━━ Given data ━━

impl Action {
    /// A shell command; the command line is its own signature.
    pub fn command(cmdline: impl Into<String>) -> Self {
        let cmdline = cmdline.into();
        Action {
            signature: cmdline.clone(),
            kind: ActionKind::Command(cmdline),
            description: None,
            depfile: None,
        }
    }

    /// An in-process function, identified by `signature`.
    pub fn function(
        signature: impl Into<String>,
        f: impl Fn(&ActionContext) -> anyhow::Result<()> + Send + Sync + 'static,
    ) -> Self {
        Action {
            kind: ActionKind::Function(Arc::new(f)),
            signature: signature.into(),
            description: None,
            depfile: None,
        }
    }

    pub fn with_description(mut self, desc: impl Into<String>) -> Self {
        self.description = Some(desc.into());
        self
    }

    pub fn with_depfile(mut self, path: impl Into<PathBuf>) -> Self {
        self.depfile = Some(path.into());
        self
    }

    pub fn cmdline(&self) -> Option<&str> {
        match &self.kind {
            ActionKind::Command(cmd) => Some(cmd),
            ActionKind::Function(_) => None,
        }
    }
}

#[derive(Debug, Default, Clone, Copy)]
pub struct NodeFlags {
    /// Don't delete the target before rebuilding it.
    pub precious: bool,
    /// Leave the target alone when cleaning.
    pub noclean: bool,
    /// Never fetch this node from, or store it in, the artifact cache.
    pub nocache: bool,
    /// Run the action on every walk, whatever the record says.
    pub always_build: bool,
}

#[derive(Debug, Clone)]
pub struct FileLoc {
    pub filename: Arc<PathBuf>,
    pub line: usize,
}
impl std::fmt::Display for FileLoc {
    fn fmt(&self, f: &mut std::fmt::Formatter<'_>) -> Result<(), std::fmt::Error> {
        write!(f, "{}:{}", self.filename.display(), self.line)
    }
}

#[derive(Debug)]
pub struct Node {
    /// Canonical identity: a path for files and directories, a name for aliases.
    pub name: String,
    pub kind: NodeKind,
    /// Explicit inputs, in order.
    pub sources: Vec<NodeId>,
    /// Declared extra inputs that affect the signature.
    pub implicit: Vec<NodeId>,
    /// Inputs found by scanning or read from a depfile.  May name files that
    /// no longer exist.
    pub discovered: Vec<NodeId>,
    /// Inputs that must be up to date first but don't affect the signature.
    pub order_only: Vec<NodeId>,
    /// Children left out of change detection, whatever edge brought them in.
    /// They are still brought up to date first.
    pub ignored: Vec<NodeId>,
    /// Nodes with an edge of any kind to this one.
    pub parents: Vec<NodeId>,
    pub action: Option<Action>,
    /// Nodes modified as a byproduct of running this node's action.
    pub side_effects: Vec<NodeId>,
    /// Directories the scanner searches for referenced files.
    pub search_path: Vec<String>,
    /// Per-node override of the walk's change policy.
    pub decider: Option<Decider>,
    pub flags: NodeFlags,
    pub location: Option<FileLoc>,
}

impl Node {
    fn new(name: String, kind: NodeKind) -> Self {
        Node {
            name,
            kind,
            sources: Vec::new(),
            implicit: Vec::new(),
            discovered: Vec::new(),
            order_only: Vec::new(),
            ignored: Vec::new(),
            parents: Vec::new(),
            action: None,
            side_effects: Vec::new(),
            search_path: Vec::new(),
            decider: None,
            flags: NodeFlags::default(),
            location: None,
        }
    }

    pub fn path(&self) -> &Path {
        Path::new(&self.name)
    }

    /// Inputs that, if changed, invalidate this node, in signature order.
    pub fn dirtying_children(&self) -> impl Iterator<Item = NodeId> + '_ {
        self.sources
            .iter()
            .chain(self.implicit.iter())
            .chain(self.discovered.iter())
            .copied()
            .filter(move |c| !self.ignored.contains(c))
    }

    /// Every node that must be finished before this one is evaluated.
    pub fn all_children(&self) -> impl Iterator<Item = NodeId> + '_ {
        self.dirtying_children()
            .chain(self.ignored.iter().copied())
            .chain(self.order_only.iter().copied())
    }

    /// Children whose absence is a configuration error rather than a change.
    pub fn required_children(&self) -> impl Iterator<Item = NodeId> + '_ {
        self.sources
            .iter()
            .chain(self.implicit.iter())
            .chain(self.ignored.iter())
            .chain(self.order_only.iter())
            .copied()
    }

    pub fn is_derived(&self) -> bool {
        self.action.is_some()
    }
}

pub struct Graph {
    nodes: DenseMap<NodeId, Node>,
    by_name: FxHashMap<String, NodeId>,
    finalized: bool,
}

impl Default for Graph {
    fn default() -> Self {
        Graph::new()
    }
}
use crate::e2e::*;

#[test]
fn empty_file() -> anyhow::Result<()> {
    let space = TestSpace::new()?;
    space.write("build.keel", "")?;
    let out = space.run(&mut keel_command(vec![]))?;
    assert_eq!(exit_code(&out), Some(3));
    assert_stderr_contains(&out, "no targets specified");
    Ok(())
}

#[test]
fn basic_build() -> anyhow::Result<()> {
    let space = TestSpace::new()?;
    space.manifest(&[CAT_RULE, "build out: cat in"])?;
    space.write("in", "hello")?;

    let out = space.run_expect(&mut keel_command(vec!["out"]))?;
    assert_output_contains(&out, "cat out");
    assert_output_contains(&out, "ran 1 tasks");
    assert_eq!(space.read("out")?, b"hello");

    let out = space.run_expect(&mut keel_command(vec!["out"]))?;
    assert_output_contains(&out, "no work to do");
    Ok(())
}

#[test]
fn default_targets() -> anyhow::Result<()> {
    let space = TestSpace::new()?;
    space.manifest(&[
        TOUCH_RULE,
        "build a: touch",
        "build b: touch",
        "default a",
    ])?;
    space.run_expect(&mut keel_command(vec![]))?;
    assert!(space.exists("a"));
    assert!(!space.exists("b"));
    Ok(())
}

#[test]
fn rebuild_tracks_content_not_timestamps() -> anyhow::Result<()> {
    let space = TestSpace::new()?;
    space.manifest(&[CAT_RULE, "build mid: cat in", "build out: cat mid"])?;
    space.write("in", "one")?;
    space.run_expect(&mut keel_command(vec!["out"]))?;

    // Rewriting the same bytes is not a change.
    space.write("in", "one")?;
    let out = space.run_expect(&mut keel_command(vec!["out"]))?;
    assert_output_contains(&out, "no work to do");

    space.write("in", "two")?;
    let out = space.run_expect(&mut keel_command(vec!["out"]))?;
    assert_output_contains(&out, "ran 2 tasks");
    assert_eq!(space.read("out")?, b"two");
    Ok(())
}

#[test]
fn timestamp_decider_flag() -> anyhow::Result<()> {
    let space = TestSpace::new()?;
    space.manifest(&[CAT_RULE, "build out: cat in"])?;
    space.write("in", "one")?;
    space.run_expect(&mut keel_command(vec!["--decider", "timestamp", "out"]))?;
    let out = space.run_expect(&mut keel_command(vec!["--decider", "timestamp", "out"]))?;
    assert_output_contains(&out, "no work to do");

    let out = space.run(&mut keel_command(vec!["--decider", "sometimes", "out"]))?;
    assert_eq!(exit_code(&out), Some(4));
    Ok(())
}

/// Changing a variable that feeds the command line is a change to the action.
#[cfg(unix)]
#[test]
fn command_change_rebuilds() -> anyhow::Result<()> {
    let space = TestSpace::new()?;
    let manifest = |flag: &str| {
        space.manifest(&[
            "rule stamp",
            "  command = touch $flag $out",
            "  description = stamp $out",
            format!("flag = {}", flag).as_str(),
            "build out: stamp",
        ])
    };
    manifest("-a")?;
    space.run_expect(&mut keel_command(vec!["out"]))?;
    let out = space.run_expect(&mut keel_command(vec!["out"]))?;
    assert_output_contains(&out, "no work to do");

    manifest("-m")?;
    let out = space.run_expect(&mut keel_command(vec!["out"]))?;
    assert_output_contains(&out, "stamp out");
    Ok(())
}

#[test]
fn alias_builds_members() -> anyhow::Result<()> {
    let space = TestSpace::new()?;
    space.manifest(&[
        TOUCH_RULE,
        "alias all: a b",
        "build a: touch",
        "build b: touch",
        "build c: touch",
    ])?;
    let out = space.run_expect(&mut keel_command(vec!["all"]))?;
    assert_output_contains(&out, "ran 2 tasks");
    assert!(space.exists("a"));
    assert!(space.exists("b"));
    assert!(!space.exists("c"));
    Ok(())
}

#[test]
fn unknown_target() -> anyhow::Result<()> {
    let space = TestSpace::new()?;
    space.manifest(&[TOUCH_RULE, "build out: touch"])?;
    let out = space.run(&mut keel_command(vec!["nope"]))?;
    assert_eq!(exit_code(&out), Some(2));
    assert_stderr_contains(&out, "unknown target \"nope\"");
    Ok(())
}

#[test]
fn cycle_is_a_config_error() -> anyhow::Result<()> {
    let space = TestSpace::new()?;
    space.manifest(&[CAT_RULE, "build a: cat b", "build b: cat a"])?;
    let out = space.run(&mut keel_command(vec!["a"]))?;
    assert_eq!(exit_code(&out), Some(2));
    assert_stderr_contains(&out, "dependency cycle");
    assert!(!space.exists("a"));
    assert!(!space.exists("b"));
    Ok(())
}

#[test]
fn missing_source_is_a_config_error() -> anyhow::Result<()> {
    let space = TestSpace::new()?;
    space.manifest(&[
        CAT_RULE,
        TOUCH_RULE,
        "build out: cat in",
        "build other: touch",
        "alias all: out other",
    ])?;
    let out = space.run(&mut keel_command(vec!["all"]))?;
    assert_eq!(exit_code(&out), Some(2));
    assert_stderr_contains(&out, "missing source \"in\"");
    assert!(!space.exists("other"));
    Ok(())
}

#[test]
fn parse_error() -> anyhow::Result<()> {
    let space = TestSpace::new()?;
    space.manifest(&["build out: nosuchrule in"])?;
    let out = space.run(&mut keel_command(vec!["out"]))?;
    assert_eq!(exit_code(&out), Some(2));
    assert_stderr_contains(&out, "build.keel:1:");
    Ok(())
}

#[test]
fn failing_command() -> anyhow::Result<()> {
    let space = TestSpace::new()?;
    space.manifest(&[FAIL_RULE, TOUCH_RULE, "build bad: fail", "build out: touch bad"])?;
    let out = space.run(&mut keel_command(vec!["out"]))?;
    assert_eq!(exit_code(&out), Some(1));
    assert_output_contains(&out, "failed: fail bad");
    assert_output_contains(&out, "failing bad");
    assert!(!space.exists("out"));
    Ok(())
}

#[test]
fn keep_going() -> anyhow::Result<()> {
    let space = TestSpace::new()?;
    space.manifest(&[
        FAIL_RULE,
        TOUCH_RULE,
        "build bad: fail",
        "build user: touch bad",
        "build fine: touch",
        "alias all: user fine",
    ])?;
    let out = space.run(&mut keel_command(vec!["-j", "1", "-k", "0", "all"]))?;
    assert_eq!(exit_code(&out), Some(1));
    assert_output_contains(&out, "skipped user: depends on failed bad");
    assert!(space.exists("fine"));
    assert!(!space.exists("user"));
    Ok(())
}

#[test]
fn bad_parallelism() -> anyhow::Result<()> {
    let space = TestSpace::new()?;
    space.manifest(&[TOUCH_RULE, "build out: touch"])?;
    let out = space.run(&mut keel_command(vec!["-j", "0", "out"]))?;
    assert_eq!(exit_code(&out), Some(4));
    Ok(())
}

#[test]
fn side_effect_and_directory() -> anyhow::Result<()> {
    let space = TestSpace::new()?;
    space.manifest(&[
        TOUCH_RULE,
        "directory gen",
        "build gen/a: touch",
        "  side_effect = log",
        "build gen/b: touch",
        "  side_effect = log",
        "alias all: gen/a gen/b",
    ])?;
    let out = space.run_expect(&mut keel_command(vec!["-j", "4", "all"]))?;
    assert_output_contains(&out, "ran 2 tasks");
    assert!(space.exists("gen/a"));
    assert!(space.exists("gen/b"));
    Ok(())
}

#[test]
fn ignore_errors() -> anyhow::Result<()> {
    let space = TestSpace::new()?;
    space.manifest(&[FAIL_RULE, TOUCH_RULE, "build bad: fail", "build user: touch bad"])?;
    let out = space.run_expect(&mut keel_command(vec!["-i", "user"]))?;
    assert_output_contains(&out, "failing bad");
    assert_output_contains(&out, "ignored 1 failed tasks");
    assert!(space.exists("user"));
    Ok(())
}

#[test]
fn always_build() -> anyhow::Result<()> {
    let space = TestSpace::new()?;
    space.manifest(&[TOUCH_RULE, "build out: touch", "  always_build = 1"])?;
    space.run_expect(&mut keel_command(vec!["out"]))?;
    let out = space.run_expect(&mut keel_command(vec!["-d", "explain", "out"]))?;
    assert_output_contains(&out, "keel explain: out: marked to always build");
    assert_output_contains(&out, "ran 1 tasks");
    Ok(())
}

━━━

| Required action |
Work out the number of lines in the records containing the word "other". Write only that number.

| Written response |
3